─── Given entries ───

//! Client for tor's line based control protocol.

use crate::error::BootstrapError;
use anyhow::{anyhow, bail};
use std::net::SocketAddr;
use std::path::PathBuf;
use tokio::io::{AsyncBufReadExt, AsyncWriteExt, BufReader};
use tokio::net::tcp::{OwnedReadHalf, OwnedWriteHalf};
use tokio::net::TcpStream;
use tracing::{debug, trace, warn};

const STATUS_ASYNC_EVENT: u16 = 650;

#[derive(Debug, Clone, PartialEq, Eq)]
pub enum ControlAuth {
    None,
    Password(String),
    CookieFile(PathBuf),
}

#[derive(Debug, Clone, PartialEq, Eq)]
pub struct ReplyLine {
    pub status: u16,
    /// ' ' for the final line of a reply, '-' for mid lines and '+' for data lines
    pub separator: char,
    pub text: String,
}

pub fn parse_reply_line(line: &str) -> anyhow::Result<ReplyLine> {
    if line.len() < 4 || !line.is_char_boundary(3) || !line.is_char_boundary(4) {
        bail!("malformed control reply line: {:?}", line);
    }
    let status = line[..3].parse::<u16>()
        .map_err(|_| anyhow!("malformed status in control reply line: {:?}", line))?;
    let separator = line[3..4].chars().next()
        .ok_or_else(|| anyhow!("missing separator in control reply line: {:?}", line))?;
    if !matches!(separator, ' ' | '-' | '+') {
        bail!("invalid separator {:?} in control reply line: {:?}", separator, line);
    }
    Ok(ReplyLine {
        status,
        separator,
        text: line[4..].to_string(),
    })
}

/// Extracts `PROGRESS=n` from a `status/bootstrap-phase` value
pub fn parse_bootstrap_progress(phase: &str) -> anyhow::Result<u8> {
    phase.split_whitespace()
        .find_map(|token| token.strip_prefix("PROGRESS="))
        .ok_or_else(|| anyhow!("no progress in bootstrap phase {:?}", phase))?
        .parse::<u8>()
        .map_err(|e| anyhow!("invalid progress in bootstrap phase {:?}: {}", phase, e))
}

/// The first TCP listener in a `net/listeners/socks` value
pub fn parse_socks_listener(listeners: &str) -> anyhow::Result<SocketAddr> {
    listeners.split_whitespace()
        .map(|l| l.trim_matches('"'))
        .find_map(|l| l.parse::<SocketAddr>().ok())
        .ok_or_else(|| anyhow!("no TCP socks listener in {:?}", listeners))
}

#[derive(Debug, Clone, PartialEq, Eq)]
pub struct AddOnionReply {
    pub service_id: String,
    /// Only present if a new key was generated
    pub private_key: Option<String>,
}

pub fn parse_add_onion_reply(lines: &[ReplyLine]) -> anyhow::Result<AddOnionReply> {
    let mut service_id = None;
    let mut private_key = None;
    for line in lines {
        if let Some(id) = line.text.strip_prefix("ServiceID=") {
            service_id = Some(id.to_string());
        }
        else if let Some(key) = line.text.strip_prefix("PrivateKey=") {
            private_key = Some(key.to_string());
        }
    }
    Ok(AddOnionReply {
        service_id: service_id.ok_or_else(|| anyhow!("ADD_ONION reply without service id"))?,
        private_key,
    })
}

fn quote(s: &str) -> String {
    let mut result = String::with_capacity(s.len() + 2);
    result.push('"');
    for c in s.chars() {
        if c == '"' || c == '\\' {
            result.push('\\');
        }
        result.push(c);
    }
    result.push('"');
    result
}

pub struct TorControl {
    reader: BufReader<OwnedReadHalf>,
    writer: OwnedWriteHalf,
}

impl TorControl {
    pub async fn connect(addr: SocketAddr) -> std::io::Result<TorControl> {
        let stream = TcpStream::connect(addr).await?;
        debug!("connected to tor control port {:?}", addr);
        Ok(TorControl::new(stream))
    }

    pub fn new(stream: TcpStream) -> TorControl {
        let (read_half, write_half) = stream.into_split();
        TorControl {
            reader: BufReader::new(read_half),
            writer: write_half,
        }
    }

    async fn read_line(&mut self) -> anyhow::Result<String> {
        let mut line = String::new();
        if self.reader.read_line(&mut line).await? == 0 {
            bail!("control connection closed by tor");
        }
        let line = line.trim_end_matches(['\r', '\n']).to_string();
        trace!("control <- {}", line);
        Ok(line)
    }

    async fn read_reply_line(&mut self) -> anyhow::Result<ReplyLine> {
        let mut reply_line = parse_reply_line(&self.read_line().await?)?;
        if reply_line.separator == '+' {
            loop {
                let data_line = self.read_line().await?;
                if data_line == "." {
                    break;
                }
                reply_line.text.push('\n');
                reply_line.text.push_str(data_line.strip_prefix('.').unwrap_or(&data_line));
            }
        }
        Ok(reply_line)
    }

    async fn read_reply(&mut self) -> anyhow::Result<Vec<ReplyLine>> {
        let mut lines = Vec::new();
        loop {
            let line = self.read_reply_line().await?;
            if line.status == STATUS_ASYNC_EVENT {
                trace!("ignoring asynchronous event while waiting for a reply: {}", line.text);
                continue;
            }
            let is_final = line.separator == ' ';
            lines.push(line);
            if is_final {
                break;
            }
        }

        match lines.first() {
            Some(first) if (200..300).contains(&first.status) => Ok(lines),
            Some(first) => bail!("tor replied {} {}", first.status, first.text),
            None => bail!("empty reply"),
        }
    }

    pub async fn command(&mut self, command: &str) -> anyhow::Result<Vec<ReplyLine>> {
        if command.starts_with("AUTHENTICATE") {
            trace!("control -> AUTHENTICATE ***");
        }
        else {
            trace!("control -> {}", command);
        }
        self.writer.write_all(command.as_bytes()).await?;
        self.writer.write_all(b"\r\n").await?;
        self.read_reply().await
    }

    pub async fn authenticate(&mut self, auth: &ControlAuth) -> Result<(), BootstrapError> {
        let command = match auth {
            ControlAuth::None => "AUTHENTICATE".to_string(),
            ControlAuth::Password(password) => format!("AUTHENTICATE {}", quote(password)),
            ControlAuth::CookieFile(path) => {
                let cookie = tokio::fs::read(path).await?;
                format!("AUTHENTICATE {}", hex::encode_upper(&cookie))
            }
        };
        self.command(&command).await
            .map_err(|e| BootstrapError::Authentication(e.to_string()))?;
        Ok(())
    }

    /// Makes tor exit when this control connection is closed
    pub async fn take_ownership(&mut self) -> anyhow::Result<()> {
        self.command("TAKEOWNERSHIP").await?;
        self.command("RESETCONF __OwningControllerProcess").await?;
        Ok(())
    }

    pub async fn get_info(&mut self, key: &str) -> anyhow::Result<String> {
        let lines = self.command(&format!("GETINFO {}", key)).await?;
        let prefix = format!("{}=", key);
        lines.iter()
            .find_map(|l| l.text.strip_prefix(&prefix))
            .map(|v| v.trim_start_matches('\n').to_string())
            .ok_or_else(|| anyhow!("no value for {} in GETINFO reply", key))
    }

    pub async fn bootstrap_progress(&mut self) -> anyhow::Result<u8> {
        parse_bootstrap_progress(&self.get_info("status/bootstrap-phase").await?)
    }

    pub async fn socks_listener(&mut self) -> anyhow::Result<SocketAddr> {
        parse_socks_listener(&self.get_info("net/listeners/socks").await?)
    }

    /// Publishes an onion service forwarding `virtual_port` to `target`. Without a key, a new
    ///  ED25519 key is generated and returned.
    pub async fn add_onion(&mut self, private_key: Option<&str>, virtual_port: u16, target: SocketAddr) -> anyhow::Result<AddOnionReply> {
        let key_spec = private_key.unwrap_or("NEW:ED25519-V3");
        let lines = self.command(&format!("ADD_ONION {} Port={},{}", key_spec, virtual_port, target)).await?;
        parse_add_onion_reply(&lines)
    }

    pub async fn set_events(&mut self, events: &[&str]) -> anyhow::Result<()> {
        self.command(&format!("SETEVENTS {}", events.join(" "))).await?;
        Ok(())
    }

    /// Waits until tor reports that the descriptor of the service was uploaded to at least one
    ///  directory. Requires `SETEVENTS HS_DESC`.
    pub async fn wait_for_hs_desc_uploaded(&mut self, service_id: &str) -> anyhow::Result<()> {
        loop {
            let line = self.read_reply_line().await?;
            if line.status != STATUS_ASYNC_EVENT {
                continue;
            }
            let mut tokens = line.text.split_whitespace();
            if tokens.next() != Some("HS_DESC") {
                continue;
            }
            let action = tokens.next();
            if tokens.next() != Some(service_id) {
                continue;
            }
            match action {
                Some("UPLOADED") => return Ok(()),
                Some("FAILED") => warn!("uploading a descriptor of {} failed: {}", service_id, line.text),
                _ => {}
            }
        }
    }

    pub async fn signal_shutdown(&mut self) -> anyhow::Result<()> {
        self.command("SIGNAL SHUTDOWN").await?;
        Ok(())
    }
}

───

**Task details:** Return every line above where "next" appears.

**Exercise result:**
    let separator = line[3..4].chars().next()
            if tokens.next() != Some("HS_DESC") {
            let action = tokens.next();
            if tokens.next() != Some(service_id) {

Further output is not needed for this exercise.